- Olympic Athletics
- Venue: Athens Olympic Stadium
- Dates: 23 August
- Competitors: 57 from 35 nations
- Winning time: 1:29.12

Medalists
- 1st place, gold medalist(s):  / Athanasia Tsoumeleka / Greece
- 2nd place, silver medalist(s):  / Olimpiada Ivanova / Russia
- 3rd place, bronze medalist(s):  / Jane Saville / Australia

= Athletics at the 2004 Summer Olympics – Women's 20 kilometres walk =

The women's 20 kilometres race walk at the 2004 Summer Olympics as part of the athletics program was held through the streets of Athens with the start and finish at the Athens Olympic Stadium on August 23.

The race had started with a strong, good-sized bunch of fifty-seven walkers keeping together through the field. As the group left the stadium falling apart, Russia's Olimpiada Ivanova took the front of the pack on the opening 2k laps, followed by several of the anticipated favorites, which included 2000 Olympic champion Wang Liping, the Australian sisters Jane and Natalie Saville, and the Greek duo Athina Papayianni and Athanasia Tsoumeleka.

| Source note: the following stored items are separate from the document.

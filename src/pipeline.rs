use std::fs::File;
use std::io::{BufReader, BufWriter, Read, Write};
use std::path::Path;

use crate::adapter::{Adapter, Block, ElementKind};
use crate::config::{PipelineConfig, StagePlan};
use crate::error::Result;
use crate::stage::{Direction, Stage};
use crate::stream;

/// Problems with how the stages of a pipeline are connected. Stages are
/// numbered from 1, in declaration order.
#[derive(thiserror::Error, Debug, PartialEq)]
pub enum WiringError {
    #[error("pipeline has no stages")]
    Empty,
    #[error("{stages} stage(s) but {entries} wiring entries")]
    CountMismatch { stages: usize, entries: usize },
    #[error("stage {stage} names consumer {index}, but there are only {count} stages")]
    UnknownStage {
        stage: usize,
        index: usize,
        count: usize,
    },
    #[error("stage {producer} feeds stage {consumer} more than once")]
    DuplicateEdge { producer: usize, consumer: usize },
    #[error("stage {stage} has no consumers and is not the last stage, so no sink is assigned")]
    MissingSink { stage: usize },
    #[error("stage {stage} is the sink and cannot have consumers")]
    SinkHasConsumers { stage: usize },
    #[error("stage {stage} is fed by no other stage")]
    Unreachable { stage: usize },
    #[error("stages form a cycle")]
    Cycle,
    #[error("stage {producer} produces {produced}s, stage {consumer} accepts {accepted:?}")]
    IncompatibleType {
        producer: usize,
        consumer: usize,
        produced: ElementKind,
        accepted: Vec<ElementKind>,
    },
}
//! Moving blocks between files and the pipeline.
//!
//! Symbols are stored as raw bytes, codewords as 8-byte big-endian doubles.

use std::io::{self, Read, Write};

use crate::adapter::{Block, ElementKind};

const CODEWORD_BYTES: usize = 8;

const PREALLOCATE_BYTES: usize = 64 * 1024;

/// Read up to `capacity` elements of `kind`. Returns `None` at end of input.
pub fn read_block<R: Read>(
    reader: &mut R,
    kind: ElementKind,
    capacity: usize,
) -> io::Result<Option<Block>> {
    let width = match kind {
        ElementKind::Symbol => 1,
        ElementKind::Codeword => CODEWORD_BYTES,
    };
    let limit = capacity
        .checked_mul(width)
        .and_then(|limit| u64::try_from(limit).ok())
        .ok_or_else(|| {
            io::Error::new(
                io::ErrorKind::InvalidInput,
                format!("a block of {capacity} {kind}s does not fit in memory"),
            )
        })?;
    // The block size is only an upper bound; grow with the input instead.
    let mut bytes = Vec::with_capacity(capacity.saturating_mul(width).min(PREALLOCATE_BYTES));
    reader.by_ref().take(limit).read_to_end(&mut bytes)?;
    if bytes.is_empty() {
        return Ok(None);
    }

    let block = match kind {
        ElementKind::Symbol => Block::Symbols(bytes),
        ElementKind::Codeword => {
            if bytes.len() % CODEWORD_BYTES != 0 {
                return Err(io::Error::new(
                    io::ErrorKind::InvalidData,
                    format!(
                        "{} trailing bytes do not form a codeword",
                        bytes.len() % CODEWORD_BYTES
                    ),
                ));
            }
            let codewords = bytes
                .chunks_exact(CODEWORD_BYTES)
                .map(|chunk| {
                    let mut raw = [0u8; CODEWORD_BYTES];
                    raw.copy_from_slice(chunk);
                    f64::from_be_bytes(raw)
                })
                .collect();
            Block::Codewords(codewords)
        }
    };
    Ok(Some(block))
}

pub fn write_block<W: Write>(writer: &mut W, block: &Block) -> io::Result<()> {
    match block {
        Block::Symbols(symbols) => writer.write_all(symbols),
        Block::Codewords(codewords) => {
            for codeword in codewords {
                writer.write_all(&codeword.to_be_bytes())?;
            }
            Ok(())
        }
    }
}

#[cfg(test)]
mod test {
    use super::*;

    #[test]
    fn test_read_symbols_in_blocks() {
        let mut input = &b"abcde"[..];
        let kind = ElementKind::Symbol;
        assert_eq!(read_block(&mut input, kind, 2).unwrap(), Some(Block::Symbols(b"ab".to_vec())));
        assert_eq!(read_block(&mut input, kind, 2).unwrap(), Some(Block::Symbols(b"cd".to_vec())));
        assert_eq!(read_block(&mut input, kind, 2).unwrap(), Some(Block::Symbols(b"e".to_vec())));
        assert_eq!(read_block(&mut input, kind, 2).unwrap(), None);
    }

    #[test]
    fn test_codewords_through_bytes() {
        let block = Block::Codewords(vec![0.3125, 0.875, 0.1]);
        let mut bytes = Vec::new();
        write_block(&mut bytes, &block).unwrap();
        assert_eq!(bytes.len(), 24);
        assert_eq!(bytes[..8], 0.3125f64.to_be_bytes());

        let mut input = &bytes[..];
        let kind = ElementKind::Codeword;
        assert_eq!(
            read_block(&mut input, kind, 2).unwrap(),
            Some(Block::Codewords(vec![0.3125, 0.875]))
        );
        assert_eq!(
            read_block(&mut input, kind, 2).unwrap(),
            Some(Block::Codewords(vec![0.1]))
        );
        assert_eq!(read_block(&mut input, kind, 2).unwrap(), None);
    }

    #[test]
    fn test_huge_block_over_short_input() {
        let mut input = &0.5f64.to_be_bytes()[..];
        let kind = ElementKind::Codeword;
        assert_eq!(
            read_block(&mut input, kind, usize::MAX / 8).unwrap(),
            Some(Block::Codewords(vec![0.5]))
        );

        let mut input = &b"ab"[..];
        let kind = ElementKind::Symbol;
        assert_eq!(
            read_block(&mut input, kind, usize::MAX).unwrap(),
            Some(Block::Symbols(b"ab".to_vec()))
        );
    }

    #[test]
    fn test_overflowing_block_size() {
        let mut input = &0.5f64.to_be_bytes()[..];
        let error = read_block(&mut input, ElementKind::Codeword, usize::MAX).unwrap_err();
        assert_eq!(error.kind(), io::ErrorKind::InvalidInput);
    }

    #[test]
    fn test_truncated_codeword() {
        let mut input = &[0u8; 11][..];
        let error = read_block(&mut input, ElementKind::Codeword, 4).unwrap_err();
        assert_eq!(error.kind(), io::ErrorKind::InvalidData);
    }
}
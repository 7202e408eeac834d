use std::fmt;

use crate::model::Symbol;

/// The kind of element a stage reads or writes.
#[derive(Debug, Clone, Copy, PartialEq, Eq, Hash)]
pub enum ElementKind {
    Symbol,
    Codeword,
}

impl fmt::Display for ElementKind {
    fn fmt(&self, f: &mut fmt::Formatter<'_>) -> fmt::Result {
        match self {
            ElementKind::Symbol => f.write_str("symbol"),
            ElementKind::Codeword => f.write_str("codeword"),
        }
    }
}

/// A buffer of elements produced by one stage for the next.
#[derive(Debug, Clone, PartialEq)]
pub enum Block {
    Symbols(Vec<Symbol>),
    Codewords(Vec<f64>),
}

impl Block {
    pub fn empty(kind: ElementKind) -> Self {
        match kind {
            ElementKind::Symbol => Block::Symbols(Vec::new()),
            ElementKind::Codeword => Block::Codewords(Vec::new()),
        }
    }

    pub fn kind(&self) -> ElementKind {
        match self {
            Block::Symbols(_) => ElementKind::Symbol,
            Block::Codewords(_) => ElementKind::Codeword,
        }
    }

    pub fn len(&self) -> usize {
        match self {
            Block::Symbols(symbols) => symbols.len(),
            Block::Codewords(codewords) => codewords.len(),
        }
    }

    pub fn is_empty(&self) -> bool {
        self.len() == 0
    }
}

/// An element type that can travel between stages inside a [`Block`].
pub trait Element: Copy {
    const KIND: ElementKind;

    /// The elements of `block`, or `None` if it holds another kind.
    fn view(block: &Block) -> Option<&[Self]>;

    fn into_block(elements: Vec<Self>) -> Block;
}

impl Element for Symbol {
    const KIND: ElementKind = ElementKind::Symbol;

    fn view(block: &Block) -> Option<&[Self]> {
        match block {
            Block::Symbols(symbols) => Some(symbols),
            Block::Codewords(_) => None,
        }
    }

    fn into_block(elements: Vec<Self>) -> Block {
        Block::Symbols(elements)
    }
}

impl Element for f64 {
    const KIND: ElementKind = ElementKind::Codeword;

    fn view(block: &Block) -> Option<&[Self]> {
        match block {
            Block::Codewords(codewords) => Some(codewords),
            Block::Symbols(_) => None,
        }
    }

    fn into_block(elements: Vec<Self>) -> Block {
        Block::Codewords(elements)
    }
}

/// A pull cursor over the block a producer most recently emitted.
///
/// Each call to [`Adapter::pull`] hands out one element. Once the block is
/// exhausted it returns `None` and rewinds, ready for the producer's next
/// block.
#[derive(Debug)]
pub struct Adapter {
    kind: ElementKind,
    cursor: usize,
}

impl Adapter {
    /// Bind an edge whose producer emits `produced` to a consumer that reads
    /// one of `accepted`. Returns `None` if the two sides cannot talk.
    pub fn bind(produced: ElementKind, accepted: &[ElementKind]) -> Option<Self> {
        accepted.contains(&produced).then_some(Self {
            kind: produced,
            cursor: 0,
        })
    }

    pub fn kind(&self) -> ElementKind {
        self.kind
    }

    /// The next element of `block`, or `None` at the end of the block.
    pub fn pull<T: Element>(&mut self, block: &Block) -> Option<T> {
        if T::KIND != self.kind {
            return None;
        }
        let elements = T::view(block)?;
        match elements.get(self.cursor) {
            Some(&element) => {
                self.cursor += 1;
                Some(element)
            }
            None => {
                self.cursor = 0;
                None
            }
        }
    }
}
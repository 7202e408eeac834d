use crate::model::{ProbabilityTable, Segment, Segments, Symbol};

/// Folds runs of symbols into single real-valued codewords.
#[derive(Debug, Clone)]
pub struct Encoder {
    segments: Segments,
    run_length: usize,
}

/// Errors that can occur while encoding
#[derive(thiserror::Error, Debug, PartialEq)]
pub enum EncodeError {
    #[error("symbol {0} has no probability in the table")]
    UnknownSymbol(Symbol),
}

/// Iterator over the codewords of an input stream. Each item consumes up to
/// `run_length` symbols.
pub struct EncoderOutput<'e, I>
where
    I: Iterator<Item = Symbol>,
{
    input: I,
    encoder: &'e Encoder,
}

/// Narrow `[left, right)` to the part that `segment` occupies inside it.
fn narrow((left, right): (f64, f64), segment: Segment) -> (f64, f64) {
    let width = right - left;
    (left + width * segment.left, left + width * segment.right)
}

// Encoder Algorithm
//
// for each run x_1, ..., x_n (n <= run length):
//     L = 0, R = 1
//     for i = 1, ..., n
//         R = L + (R - L) * right(x_i)
//         L = L + (R - L) * left(x_i)      (both from the old L and R)
//     emit (L + R) / 2
impl<I: Iterator<Item = Symbol>> Iterator for EncoderOutput<'_, I> {
    type Item = Result<f64, EncodeError>;

    fn next(&mut self) -> Option<Self::Item> {
        let first = self.input.next()?;
        let run = std::iter::once(first).chain(self.input.by_ref().take(self.encoder.run_length - 1));

        let mut interval = (0.0, 1.0);
        for symbol in run {
            match self.encoder.segments.get(symbol) {
                Some(segment) => interval = narrow(interval, segment),
                None => return Some(Err(EncodeError::UnknownSymbol(symbol))),
            }
        }

        let (left, right) = interval;
        Some(Ok((left + right) / 2.0))
    }
}

impl Encoder {
    /// Create an encoder for symbols drawn from `table`, folding
    /// `table.run_length()` symbols into each codeword.
    pub fn new(table: &ProbabilityTable) -> Self {
        Self {
            segments: table.segments().clone(),
            run_length: table.run_length().get(),
        }
    }

    pub fn run_length(&self) -> usize {
        self.run_length
    }

    /// Encode a stream of symbols as a stream of codewords.
    ///
    /// A trailing run shorter than the run length still yields a codeword of
    /// its own; the caller is responsible for remembering how many symbols
    /// it stands for.
    pub fn encode<I>(&self, input: I) -> EncoderOutput<'_, I::IntoIter>
    where
        I: IntoIterator<Item = Symbol>,
    {
        EncoderOutput {
            input: input.into_iter(),
            encoder: self,
        }
    }
}
//! Crate-level error type.

use crate::adapter::ElementKind;
use crate::config::ConfigError;
use crate::decoder::DecodeError;
use crate::encoder::EncodeError;
use crate::pipeline::WiringError;

/// Everything that can stop a pipeline from being built or run.
#[derive(thiserror::Error, Debug)]
pub enum Error {
    #[error(transparent)]
    Config(#[from] ConfigError),

    #[error(transparent)]
    Wiring(#[from] WiringError),

    #[error("encoding failed: {0}")]
    Encode(#[from] EncodeError),

    #[error("decoding failed: {0}")]
    Decode(#[from] DecodeError),

    /// A stage was handed a block it cannot code.
    #[error("stage {stage} reads {expected}s but was given {found}s")]
    UnexpectedBlock {
        stage: String,
        expected: ElementKind,
        found: ElementKind,
    },

    #[error("io error: {0}")]
    Io(#[from] std::io::Error),
}

pub type Result<T> = std::result::Result<T, Error>;
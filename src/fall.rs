//! Fall propagator: flags tiles that must fall after a match or a swap.

use crate::board::{Board, Coord};
use tracing::trace;

impl Board {
    /// Mark `moving` on every tile left without support by a change at `touched`, and
    /// `resolving` on the cells they will fall into.
    ///
    /// Runs automatically on `MatchesFound` and `TilesSwapped` while the propagator is
    /// attached; exposed for drivers that edit the board directly.
    pub fn propagate_falls(&mut self, touched: &[Coord]) {
        for &c in touched {
            let Some(tile) = self.get(c) else {
                continue;
            };
            if tile.is_empty() {
                self.release_column_above(c);
            } else if tile.is_filled() {
                self.settle_onto_gap(c);
            }
        }
    }

    /// `c` was emptied: everything stacked on it falls.
    fn release_column_above(&mut self, c: Coord) {
        let Some(above) = self.above(c) else {
            return;
        };
        self[c].resolving = self[above].is_filled();
        self.mark_stack_moving(above);
    }

    /// `c` holds a tile: it falls when some cell under it is empty or already falling.
    fn settle_onto_gap(&mut self, c: Coord) {
        let mut deepest_gap = None;
        let mut cursor = c;
        while let Some(next) = self.below(cursor) {
            let t = &mut self[next];
            if t.is_blocked() {
                break;
            }
            if t.is_empty() {
                t.resolving = true;
                deepest_gap = Some(next);
            } else if t.moving {
                deepest_gap = Some(next);
            }
            cursor = next;
        }
        let Some(gap) = deepest_gap else {
            return;
        };

        trace!(at = %c, gap = %gap, "tile loses support");
        // Every tile between the origin and the gap is unsupported too.
        for row in gap.row + 1..c.row {
            let t = &mut self[Coord::new(row, c.col)];
            if t.is_filled() {
                t.moving = true;
            }
        }
        self.mark_stack_moving(c);
    }

    /// Mark `from` and the contiguous tiles above it as falling.
    fn mark_stack_moving(&mut self, from: Coord) {
        let mut cursor = Some(from);
        while let Some(c) = cursor {
            let t = &mut self[c];
            if !t.is_filled() {
                break;
            }
            t.moving = true;
            cursor = self.above(c);
        }
    }

    /// True when the tile at `c` still has somewhere to fall: the cell below is empty or
    /// its occupant is falling itself.
    pub fn valid_drop(&self, c: Coord) -> bool {
        let Some(below) = self.below(c) else {
            return false;
        };
        let t = &self[below];
        !t.is_blocked() && (t.is_empty() || t.moving)
    }
}
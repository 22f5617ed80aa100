//! Match-3 falling-tile puzzle engine.
//!
//! A [`Board`] holds a grid of tiles that can be swapped, fall when the space under them
//! empties, and clear when they line up in runs of equal value. Falling is driven by
//! per-tile [`DropProcess`] state machines that a [`DropScheduler`] polls once per frame,
//! so several cascades can be in flight while the player keeps swapping.
//!
//! [`GameState`] composes the engine into the endless, speed and fidget game modes.

pub mod board;
pub mod config;
pub mod drop_process;
pub mod events;
pub mod fall;
pub mod game;
pub mod matching;
pub mod pacing;
pub mod score;
pub mod spawn;
pub mod swap;

pub use board::{BLOCKED, Board, Coord, Direction, DropHandle, EMPTY, Tile};
pub use config::{BoardConfig, ConfigError, PacingConfig};
pub use drop_process::{DropProcess, DropScheduler, DropState};
pub use events::{BoardEvent, EventKind, Subscription, SubscriptionId};
pub use game::{GameMode, GameState, NextSpawn};
pub use pacing::Pacing;
pub use score::ScoreKeeper;
pub use swap::SwapRejection;
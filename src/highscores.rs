//! Persist best scores per game mode (XDG config or ~/.config/matchtui).

use anyhow::Result;
use matchtui::GameMode;
use std::fs;
use std::io::Write;
use std::path::PathBuf;

const FILENAME: &str = "highscores";

/// Best score for each mode, stored one per line in [`GameMode::ALL`] order.
#[derive(Debug, Clone, Copy, PartialEq, Eq, Default)]
pub struct HighScores {
    best: [u64; 3],
}

impl HighScores {
    fn slot(mode: GameMode) -> usize {
        match mode {
            GameMode::Endless => 0,
            GameMode::Speed => 1,
            GameMode::Fidget => 2,
        }
    }

    pub fn get(&self, mode: GameMode) -> u64 {
        self.best[Self::slot(mode)]
    }

    /// Keep `score` if it beats the best for `mode`. Returns whether it did.
    pub fn record(&mut self, mode: GameMode, score: u64) -> bool {
        let best = &mut self.best[Self::slot(mode)];
        if score > *best {
            *best = score;
            true
        } else {
            false
        }
    }

    /// Missing or unparsable lines count as 0.
    fn parse(content: &str) -> Self {
        let mut scores = Self::default();
        for (slot, line) in content.lines().take(scores.best.len()).enumerate() {
            scores.best[slot] = line.trim().parse().unwrap_or(0);
        }
        scores
    }
}

/// Returns the path to the high scores file (config dir / matchtui / highscores).
fn config_path() -> PathBuf {
    let home_config = || {
        std::env::var("HOME")
            .map(|h| PathBuf::from(h).join(".config"))
            .unwrap_or_else(|_| PathBuf::from("."))
    };
    let base = match std::env::var("XDG_CONFIG_HOME") {
        Ok(xdg) if !xdg.is_empty() => PathBuf::from(xdg),
        _ => home_config(),
    };
    base.join("matchtui").join(FILENAME)
}

/// Load high scores from disk; all zero when the file is missing.
pub fn load_high_scores() -> HighScores {
    fs::read_to_string(config_path())
        .map(|content| HighScores::parse(&content))
        .unwrap_or_default()
}

/// Save high scores to disk. Creates the config directory if needed.
pub fn save_high_scores(scores: &HighScores) -> Result<()> {
    let path = config_path();
    if let Some(parent) = path.parent() {
        fs::create_dir_all(parent)?;
    }
    let mut f = fs::File::create(path)?;
    for best in scores.best {
        writeln!(f, "{best}")?;
    }
    Ok(())
}

#[cfg(test)]
mod tests {
    use super::*;

    #[test]
    fn parse_tolerates_short_and_bad_files() {
        let scores = HighScores::parse("120\nnot a number\n");
        assert_eq!(scores.get(GameMode::Endless), 120);
        assert_eq!(scores.get(GameMode::Speed), 0);
        assert_eq!(scores.get(GameMode::Fidget), 0);
    }

    #[test]
    fn record_keeps_only_improvements() {
        let mut scores = HighScores::default();
        assert!(scores.record(GameMode::Speed, 50));
        assert!(!scores.record(GameMode::Speed, 40));
        assert!(!scores.record(GameMode::Speed, 50));
        assert_eq!(scores.get(GameMode::Speed), 50);
        assert_eq!(scores.get(GameMode::Endless), 0);
    }
}
//! Key bindings: arrows and vim-style hjkl.

use crossterm::event::{KeyCode, KeyEvent, KeyModifiers};

/// Action from a key press.
#[derive(Debug, Clone, Copy, PartialEq, Eq)]
pub enum Action {
    MoveLeft,
    MoveRight,
    MoveUp,
    MoveDown,
    Swap,
    Pause,
    Restart,
    Quit,
    None,
}

/// Map key event to game action. Supports both arrows and vim keys.
pub fn key_to_action(key: KeyEvent) -> Action {
    let KeyEvent {
        code, modifiers, ..
    } = key;
    if modifiers == KeyModifiers::CONTROL && code == KeyCode::Char('c') {
        return Action::Quit;
    }
    if !(modifiers.is_empty() || modifiers == KeyModifiers::SHIFT) {
        return Action::None;
    }
    match code {
        KeyCode::Char('q' | 'Q') | KeyCode::Esc => Action::Quit,
        KeyCode::Char('p' | 'P') => Action::Pause,
        KeyCode::Char('r' | 'R') => Action::Restart,
        KeyCode::Left | KeyCode::Char('h') => Action::MoveLeft,
        KeyCode::Right | KeyCode::Char('l') => Action::MoveRight,
        KeyCode::Up | KeyCode::Char('k') => Action::MoveUp,
        KeyCode::Down | KeyCode::Char('j') => Action::MoveDown,
        KeyCode::Enter | KeyCode::Char(' ') => Action::Swap,
        _ => Action::None,
    }
}
//! Spawner and overflow guard: placing tiles, filling the board, random values.

use crate::board::{Board, Coord, EMPTY};
use crate::config::{ConfigError, MIN_DISTINCT_TILE_TYPES};
use crate::events::BoardEvent;
use rand::Rng;
use tracing::{debug, info};

impl Board {
    /// Write `value` at `coord`.
    ///
    /// With `from_top`, a non-empty value aimed at an occupied cell publishes `Overflow`
    /// and leaves the board as it was. A placed tile falls when the cell below is empty
    /// or falling, and is checked for matches otherwise. Returns whether the value was
    /// written.
    pub fn place_tile(&mut self, value: i32, coord: Coord, from_top: bool) -> bool {
        if !self.contains(coord) {
            debug!(at = %coord, "placement outside the board");
            return false;
        }
        if from_top && value != EMPTY && !self[coord].is_empty() {
            info!(at = %coord, "board overflow");
            self.notify(BoardEvent::Overflow);
            return false;
        }

        let tile = &mut self[coord];
        tile.value = value;
        if value <= EMPTY {
            tile.moving = false;
            tile.pending_drop = None;
        }
        self.notify(BoardEvent::Changed(vec![coord]));

        if value > EMPTY {
            let falls = self
                .below(coord)
                .is_some_and(|b| self[b].is_empty() || self[b].moving);
            if falls {
                self[coord].moving = true;
            } else {
                self.resolve_matches(coord, None, false);
            }
        }
        true
    }

    /// Drop one value per column into the top row. Stops at the first overflow.
    pub fn place_row(&mut self, values: &[i32]) -> bool {
        let top = self.top_row();
        for (col, &value) in values.iter().take(self.columns()).enumerate() {
            if !self.place_tile(value, Coord::new(top, col), true) {
                return false;
            }
        }
        true
    }

    /// Fill the bottom `row_count` rows with values in `1..=num_types` so that no match
    /// exists. The highest filled row may also draw empty cells. Publishes one `Changed`
    /// with every filled coordinate.
    ///
    /// The band is cleared first, so each draw only competes with the cells already drawn
    /// to its left and below. Those exclude at most two values, and the top row of the
    /// band can always fall back to empty.
    pub fn fill_board_random(
        &mut self,
        num_types: usize,
        row_count: usize,
    ) -> Result<Vec<Coord>, ConfigError> {
        if num_types < MIN_DISTINCT_TILE_TYPES {
            return Err(ConfigError::TooFewTileTypes(num_types));
        }
        if row_count > self.rows() {
            return Err(ConfigError::FillRowsExceedBoard {
                rows: row_count,
                height: self.rows(),
            });
        }
        let max = i32::try_from(num_types).unwrap_or(i32::MAX);

        for row in 0..row_count {
            for col in 0..self.columns() {
                let tile = &mut self[Coord::new(row, col)];
                tile.value = EMPTY;
                tile.moving = false;
                tile.resolving = false;
                tile.pending_drop = None;
            }
        }

        let mut filled = Vec::with_capacity(row_count * self.columns());
        for row in 0..row_count {
            let lowest = if row + 1 == row_count { EMPTY } else { 1 };
            for col in 0..self.columns() {
                let c = Coord::new(row, col);
                loop {
                    self[c].value = self.rng.random_range(lowest..=max);
                    if self.resolve_matches(c, None, true).is_empty() {
                        break;
                    }
                }
                filled.push(c);
            }
        }
        debug!(rows = row_count, types = num_types, "board filled");
        self.notify(BoardEvent::Changed(filled.clone()));
        Ok(filled)
    }

    /// Fill the configured number of rows with the configured tile types.
    pub fn fill_default(&mut self) -> Result<Vec<Coord>, ConfigError> {
        self.fill_board_random(self.distinct_tile_types(), self.default_row_fill_count())
    }

    /// A random tile type in `1..=distinct_tile_types`.
    pub fn random_tile(&mut self) -> i32 {
        let max = i32::try_from(self.distinct_tile_types()).unwrap_or(i32::MAX);
        self.rng.random_range(1..=max)
    }

    /// Like [`Board::random_tile`], but may also come up empty.
    pub fn random_value(&mut self) -> i32 {
        let max = i32::try_from(self.distinct_tile_types()).unwrap_or(i32::MAX);
        self.rng.random_range(EMPTY..=max)
    }

    /// One random tile per column.
    pub fn random_row(&mut self) -> Vec<i32> {
        (0..self.columns()).map(|_| self.random_tile()).collect()
    }

    pub fn random_column(&mut self) -> usize {
        self.rng.random_range(0..self.columns())
    }
}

By the half way mark, fourteen walkers were still in close contention with Ivanova maintaining the lead and Belarus' Ryta Turava staying beside her to shorten the gap. As the Belarusian began to lose contact, Ivanova steadily broke away from the group to own the race, until Jane Saville set the pace much faster to chase her on the succeeding lap. With just 2k left to go, home favorite Tsoumeleka zoomed past the two remaining chasers Ivanova and Saville on a late charge to quickly build up a seemingly insurmountable lead.

Entering the Olympic Stadium with a rapturous welcome from the partisan crowd, Tsoumeleka walked jubilantly into the final stretch to deliver the Greeks their first ever Olympic track and field gold medal at these Games. She finished the race in 1:29.12, just four seconds ahead of the eventual silver medalist Ivanova. Meanwhile, Saville had finally erased her setback of being disqualified at the Sydney Olympics four years earlier to successfully claim the bronze, holding Turava off the podium to fourth.

==Records==
Prior to the competition, the existing World and Olympic records were as follows.

No new records were set during the competition.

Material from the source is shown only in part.